╔══

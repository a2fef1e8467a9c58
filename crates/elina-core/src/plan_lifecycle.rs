//! Plan versions of one task.
//!
//! Every mutation is followed by a full refetch of the version list (and of
//! the task after a revert). Which versions the backend deactivated is never
//! inferred locally.

use std::fmt;

use log::warn;

use crate::{
    console::Console,
    error::Result,
    models::{PlanLine, PlanVersion, Task, VersionComparison},
    params::{CompareVersions, CreatePlan, Id},
};

/// Version list view model.
#[derive(Debug, Clone)]
pub struct PlanVersions {
    task_id: u64,
    task: Option<Task>,
    versions: Vec<PlanVersion>,
    lines: Option<(u64, Vec<PlanLine>)>,
}

impl PlanVersions {
    pub fn new(task_id: u64) -> Self {
        Self {
            task_id,
            task: None,
            versions: Vec::new(),
            lines: None,
        }
    }

    pub fn task_id(&self) -> u64 {
        self.task_id
    }

    pub fn task(&self) -> Option<&Task> {
        self.task.as_ref()
    }

    pub fn versions(&self) -> &[PlanVersion] {
        &self.versions
    }

    /// Lines of the version last opened with [`show_lines`](Self::show_lines).
    pub fn lines(&self) -> Option<(u64, &[PlanLine])> {
        self.lines.as_ref().map(|(id, lines)| (*id, lines.as_slice()))
    }

    pub fn active(&self) -> Option<&PlanVersion> {
        self.versions.iter().find(|v| v.is_active)
    }

    pub fn active_count(&self) -> usize {
        self.versions.iter().filter(|v| v.is_active).count()
    }

    /// Fetches the task and its versions.
    pub async fn load(&mut self, console: &Console) -> Result<()> {
        let task = Id { id: self.task_id };
        self.task = Some(console.get_task(&task).await?);
        self.refresh_versions(console).await
    }

    async fn refresh_versions(&mut self, console: &Console) -> Result<()> {
        self.versions = console.list_versions(&Id { id: self.task_id }).await?;
        if self.active_count() > 1 {
            warn!(
                "Task {} reports {} active plan versions",
                self.task_id,
                self.active_count()
            );
        }
        Ok(())
    }

    pub async fn create(&mut self, console: &Console, params: &CreatePlan) -> Result<PlanVersion> {
        let version = console.create_version(params).await?;
        self.refresh_versions(console).await?;
        Ok(version)
    }

    /// Activates `version_id` and refetches the list.
    pub async fn activate(&mut self, console: &Console, version_id: u64) -> Result<()> {
        console.activate_version(&Id { id: version_id }).await?;
        self.refresh_versions(console).await?;
        if self.active().map(|v| v.version_id) != Some(version_id) {
            warn!("Version {version_id} is not active after activation");
        }
        Ok(())
    }

    /// Reverts to `version_id`, then refetches the task and the list.
    pub async fn revert(&mut self, console: &Console, version_id: u64) -> Result<()> {
        console.revert_to_version(&Id { id: version_id }).await?;
        self.lines = None;
        self.load(console).await
    }

    pub async fn show_lines(&mut self, console: &Console, version_id: u64) -> Result<&[PlanLine]> {
        let lines = console.version_lines(&Id { id: version_id }).await?;
        let (_, lines) = self.lines.insert((version_id, lines));
        Ok(lines)
    }

    /// Server-computed diff, returned as is.
    pub async fn compare(
        &self,
        console: &Console,
        from_version: u64,
        to_version: u64,
    ) -> Result<VersionComparison> {
        console
            .compare_versions(&CompareVersions {
                from_version,
                to_version,
            })
            .await
    }
}

impl fmt::Display for PlanVersions {
    fn fmt(&self, f: &mut fmt::Formatter<'_>) -> fmt::Result {
        match &self.task {
            Some(task) => writeln!(f, "# Plan versions: {}", task.task_name)?,
            None => writeln!(f, "# Plan versions: task {}", self.task_id)?,
        }
        writeln!(f)?;
        if self.versions.is_empty() {
            writeln!(f, "No plan versions.")?;
        }
        for version in &self.versions {
            writeln!(f, "- {version}")?;
        }
        if let Some((version_id, lines)) = &self.lines {
            writeln!(f)?;
            writeln!(f, "## Lines of version {version_id}")?;
            writeln!(f)?;
            writeln!(f, "| Date | Planned | Description |")?;
            writeln!(f, "|------|---------|-------------|")?;
            for line in lines {
                writeln!(f, "{line}")?;
            }
        }
        Ok(())
    }
}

╚══

§ Your instructions:
Take the listing above and set it down exactly.

§ Exercise response:
repository a2fef1e8467a9c58
filename crates/elina-core/src/plan_lifecycle.rs
//! Plan versions of one task.
//!
//! Every mutation is followed by a full refetch of the version list (and of
//! the task after a revert). Which versions the backend deactivated is never
//! inferred locally.

use std::fmt;

use log::warn;

use crate::{
    console::Console,
    error::Result,
    models::{PlanLine, PlanVersion, Task, VersionComparison},
    params::{CompareVersions, CreatePlan, Id},
};

/// Version list view model.
#[derive(Debug, Clone)]
pub struct PlanVersions {
    task_id: u64,
    task: Option<Task>,
    versions: Vec<PlanVersion>,
    lines: Option<(u64, Vec<PlanLine>)>,
}

impl PlanVersions {
    pub fn new(task_id: u64) -> Self {
        Self {
            task_id,
            task: None,
            versions: Vec::new(),
            lines: None,
        }
    }

    pub fn task_id(&self) -> u64 {
        self.task_id
    }

    pub fn task(&self) -> Option<&Task> {
        self.task.as_ref()
    }

    pub fn versions(&self) -> &[PlanVersion] {
        &self.versions
    }

    /// Lines of the version last opened with [`show_lines`](Self::show_lines).
    pub fn lines(&self) -> Option<(u64, &[PlanLine])> {
        self.lines.as_ref().map(|(id, lines)| (*id, lines.as_slice()))
    }

    pub fn active(&self) -> Option<&PlanVersion> {
        self.versions.iter().find(|v| v.is_active)
    }

    pub fn active_count(&self) -> usize {
        self.versions.iter().filter(|v| v.is_active).count()
    }

    /// Fetches the task and its versions.
    pub async fn load(&mut self, console: &Console) -> Result<()> {
        let task = Id { id: self.task_id };
        self.task = Some(console.get_task(&task).await?);
        self.refresh_versions(console).await
    }

    async fn refresh_versions(&mut self, console: &Console) -> Result<()> {
        self.versions = console.list_versions(&Id { id: self.task_id }).await?;
        if self.active_count() > 1 {
            warn!(
                "Task {} reports {} active plan versions",
                self.task_id,
                self.active_count()
            );
        }
        Ok(())
    }

    pub async fn create(&mut self, console: &Console, params: &CreatePlan) -> Result<PlanVersion> {
        let version = console.create_version(params).await?;
        self.refresh_versions(console).await?;
        Ok(version)
    }

    /// Activates `version_id` and refetches the list.
    pub async fn activate(&mut self, console: &Console, version_id: u64) -> Result<()> {
        console.activate_version(&Id { id: version_id }).await?;
        self.refresh_versions(console).await?;
        if self.active().map(|v| v.version_id) != Some(version_id) {
            warn!("Version {version_id} is not active after activation");
        }
        Ok(())
    }

    /// Reverts to `version_id`, then refetches the task and the list.
    pub async fn revert(&mut self, console: &Console, version_id: u64) -> Result<()> {
        console.revert_to_version(&Id { id: version_id }).await?;
        self.lines = None;
        self.load(console).await
    }

    pub async fn show_lines(&mut self, console: &Console, version_id: u64) -> Result<&[PlanLine]> {
        let lines = console.version_lines(&Id { id: version_id }).await?;
        let (_, lines) = self.lines.insert((version_id, lines));
        Ok(lines)
    }

    /// Server-computed diff, returned as is.
    pub async fn compare(
        &self,
        console: &Console,
        from_version: u64,
        to_version: u64,
    ) -> Result<VersionComparison> {
        console
            .compare_versions(&CompareVersions {
                from_version,
                to_version,
            })
            .await
    }
}

impl fmt::Display for PlanVersions {
    fn fmt(&self, f: &mut fmt::Formatter<'_>) -> fmt::Result {
        match &self.task {
            Some(task) => writeln!(f, "# Plan versions: {}", task.task_name)?,
            None => writeln!(f, "# Plan versions: task {}", self.task_id)?,
        }
        writeln!(f)?;
        if self.versions.is_empty() {
            writeln!(f, "No plan versions.")?;
        }
        for version in &self.versions {
            writeln!(f, "- {version}")?;
        }
        if let Some((version_id, lines)) = &self.lines {
            writeln!(f)?;
            writeln!(f, "## Lines of version {version_id}")?;
            writeln!(f)?;
            writeln!(f, "| Date | Planned | Description |")?;
            writeln!(f, "|------|---------|-------------|")?;
            for line in lines {
                writeln!(f, "{line}")?;
            }
        }
        Ok(())
    }
}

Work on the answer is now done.